== Task ==
From the entries that follow, pick out all lines holding "OPERATORS".

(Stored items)
// src/utils/error.rs
use thiserror::Error;

// Errors for the three scraping stages and the document download
#[derive(Error, Debug)]
pub enum RegistryError {
    #[error("Network request failed: {0}")]
    Network(#[from] reqwest::Error), // Automatically convert reqwest errors

    #[error("HTTP error: {0}")]
    Http(reqwest::StatusCode), // e.g., 404 Not Found, 500 Internal Server Error

    #[error("Invalid registry URL: {0}")]
    InvalidUrl(String),

    #[error("Expected markup not found: {0}")]
    NotFound(String),
}

#[derive(Error, Debug)]
pub enum ExtractError {
    #[error("{tier} failed: {message}")]
    Backend { tier: &'static str, message: String },

    #[error("{0} produced no text")]
    Empty(&'static str),

    #[error("I/O error: {0}")]
    Io(#[from] std::io::Error),

    #[error("PDF text extraction failed using all methods: {}", .0.join("; "))]
    AllTiersFailed(Vec<String>),

    #[error("Extraction task failed: {0}")]
    TaskFailed(String),
}

#[derive(Error, Debug)]
pub enum AnalysisError {
    #[error("Model request failed: {0}")]
    Network(#[from] reqwest::Error),

    #[error("Model API returned {status}: {body}")]
    Api { status: reqwest::StatusCode, body: String },

    #[error("Model returned no content")]
    EmptyResponse,

    #[error("No arithmetic expression found in model output")]
    NoExpression,

    #[error("Malformed expression: {0}")]
    Malformed(String),

    #[error("Expression result does not fit in a 64-bit integer")]
    Overflow,
}

// One variant per stage; the pipeline stops at the first of these
#[derive(Error, Debug)]
pub enum PipelineError {
    #[error("Company page not found: {0}")]
    CompanyPageNotFound(#[source] RegistryError),

    #[error("Collection page not found: {0}")]
    FilingNotFound(#[source] RegistryError),

    #[error("PDF URL not found: {0}")]
    DocumentNotFound(#[source] RegistryError),

    #[error("PDF download failed: {0}")]
    DownloadFailed(#[source] RegistryError),

    #[error("Financial data extraction failed: {0}")]
    ExtractionFailed(#[source] ExtractError),

    #[error("Financial data extraction failed: {0}")]
    AnalysisFailed(#[source] AnalysisError),

    #[error("EBITDA calculation failed: {source} (model output: '{expression}')")]
    CalculationFailed {
        expression: String,
        #[source]
        source: AnalysisError,
    },
}

#[derive(Error, Debug)]
pub enum AppError {
    #[error("Configuration error: {0}")]
    Config(String),

    #[error("Registry session could not be created: {0}")]
    Session(#[from] RegistryError),
}
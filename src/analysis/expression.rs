// src/analysis/expression.rs
//! Evaluation of the model's `A - B - C + D + E` answer.
//!
//! Only five unsigned integer operands joined by exactly `-`, `-`, `-`, `+`,
//! `+` are accepted. Anything else is rejected rather than guessed at.

use crate::utils::error::AnalysisError;
use once_cell::sync::Lazy;
use regex::Regex;

const OPERATORS: [Op; 4] = [Op::Sub, Op::Sub, Op::Add, Op::Add];

// First run of digits, whitespace and +/- that contains at least one digit.
static EXPRESSION_RE: Lazy<Regex> = Lazy::new(|| {
    Regex::new(r"[\d\s+\-]*\d[\d\s+\-]*").expect("Failed to compile EXPRESSION_RE")
});

#[derive(Debug, Clone, Copy, PartialEq, Eq)]
enum Op {
    Add,
    Sub,
}

/// Pulls the expression out of `response` and computes it.
pub fn evaluate_ebitda(response: &str) -> Result<i64, AnalysisError> {
    let candidate = EXPRESSION_RE
        .find(response)
        .ok_or(AnalysisError::NoExpression)?
        .as_str();

    let compact: String = candidate.chars().filter(|c| !c.is_whitespace()).collect();
    tracing::debug!("Evaluating expression '{}'", compact);

    let (first, rest) = parse(&compact)?;
    rest.into_iter().try_fold(first, |acc, (op, value)| {
        match op {
            Op::Add => acc.checked_add(value),
            Op::Sub => acc.checked_sub(value),
        }
        .ok_or(AnalysisError::Overflow)
    })
}

fn parse(compact: &str) -> Result<(i64, Vec<(Op, i64)>), AnalysisError> {
    let mut ops = Vec::with_capacity(OPERATORS.len());
    let mut operands = Vec::with_capacity(OPERATORS.len() + 1);
    let mut start = 0;

    for (i, c) in compact.char_indices() {
        let op = match c {
            '+' => Op::Add,
            '-' => Op::Sub,
            _ => continue,
        };
        operands.push(operand(&compact[start..i])?);
        ops.push(op);
        start = i + 1;
    }
    operands.push(operand(&compact[start..])?);

    if ops != OPERATORS {
        return Err(AnalysisError::Malformed(format!(
            "expected A-B-C+D+E, got '{}'",
            compact
        )));
    }

    let mut operands = operands.into_iter();
    let first = operands.next().ok_or_else(|| AnalysisError::Malformed(compact.to_string()))?;
    Ok((first, ops.into_iter().zip(operands).collect()))
}

fn operand(digits: &str) -> Result<i64, AnalysisError> {
    if digits.is_empty() || !digits.bytes().all(|b| b.is_ascii_digit()) {
        return Err(AnalysisError::Malformed(format!("'{}' is not an unsigned integer", digits)));
    }
    digits.parse::<i64>().map_err(|_| AnalysisError::Overflow)
}
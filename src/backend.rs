//! Which ingestion backends this build carries, and dispatch to them.
use std::fmt;
use std::path::Path;

use crate::data::Data;
use crate::error::Result;

#[derive(Debug, Clone, Copy, PartialEq, Eq, Hash)]
pub enum Backend {
    Json,
    Yaml,
}

impl Backend {
    pub const ALL: [Backend; 2] = [Backend::Json, Backend::Yaml];

    pub fn name(self) -> &'static str {
        match self {
            Backend::Json => "JSON",
            Backend::Yaml => "YAML",
        }
    }

    /// Whether the backend was compiled in.
    pub fn is_available(self) -> bool {
        match self {
            Backend::Json => cfg!(feature = "json"),
            Backend::Yaml => cfg!(feature = "yaml"),
        }
    }

    /// Guess from a file extension (`.json`, `.yaml`, `.yml`; case-insensitive).
    pub fn from_extension(path: &Path) -> Option<Backend> {
        let ext = path.extension()?.to_str()?.to_ascii_lowercase();
        match ext.as_str() {
            "json" => Some(Backend::Json),
            "yaml" | "yml" => Some(Backend::Yaml),
            _ => None,
        }
    }

    pub fn ingest(self, text: &str) -> Result<Data> {
        match self {
            Backend::Json => Data::from_json(text),
            Backend::Yaml => Data::from_yaml(text),
        }
    }
}

impl fmt::Display for Backend {
    fn fmt(&self, f: &mut fmt::Formatter<'_>) -> fmt::Result {
        f.write_str(self.name())
    }
}

pub fn available() -> Vec<Backend> {
    Backend::ALL.into_iter().filter(|b| b.is_available()).collect()
}

// ----------------------------- Entry points ------------------------------- //

impl Data {
    /// Build a fresh tree from JSON text.
    ///
    /// `null`, `false` and `""` all become an empty `String`; `true` becomes
    /// `"true"`; numbers keep serde_json's textual rendering.
    pub fn from_json(text: &str) -> Result<Data> {
        #[cfg(feature = "json")]
        {
            crate::json::from_str(text)
        }
        #[cfg(not(feature = "json"))]
        {
            let _ = text;
            Err(crate::error::Error::FeatureDisabled(Backend::Json))
        }
    }

    /// Build a fresh tree from the first document of a YAML stream.
    ///
    /// Scalars are kept verbatim, with no boolean or null coercion.
    pub fn from_yaml(text: &str) -> Result<Data> {
        #[cfg(feature = "yaml")]
        {
            crate::yaml::from_str(text)
        }
        #[cfg(not(feature = "yaml"))]
        {
            let _ = text;
            Err(crate::error::Error::FeatureDisabled(Backend::Yaml))
        }
    }
}

// ------------------------------- Tests ------------------------------------ //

== Result for this exercise ==
const OPERATORS: [Op; 4] = [Op::Sub, Op::Sub, Op::Add, Op::Add];
    let mut ops = Vec::with_capacity(OPERATORS.len());
    let mut operands = Vec::with_capacity(OPERATORS.len() + 1);
    if ops != OPERATORS {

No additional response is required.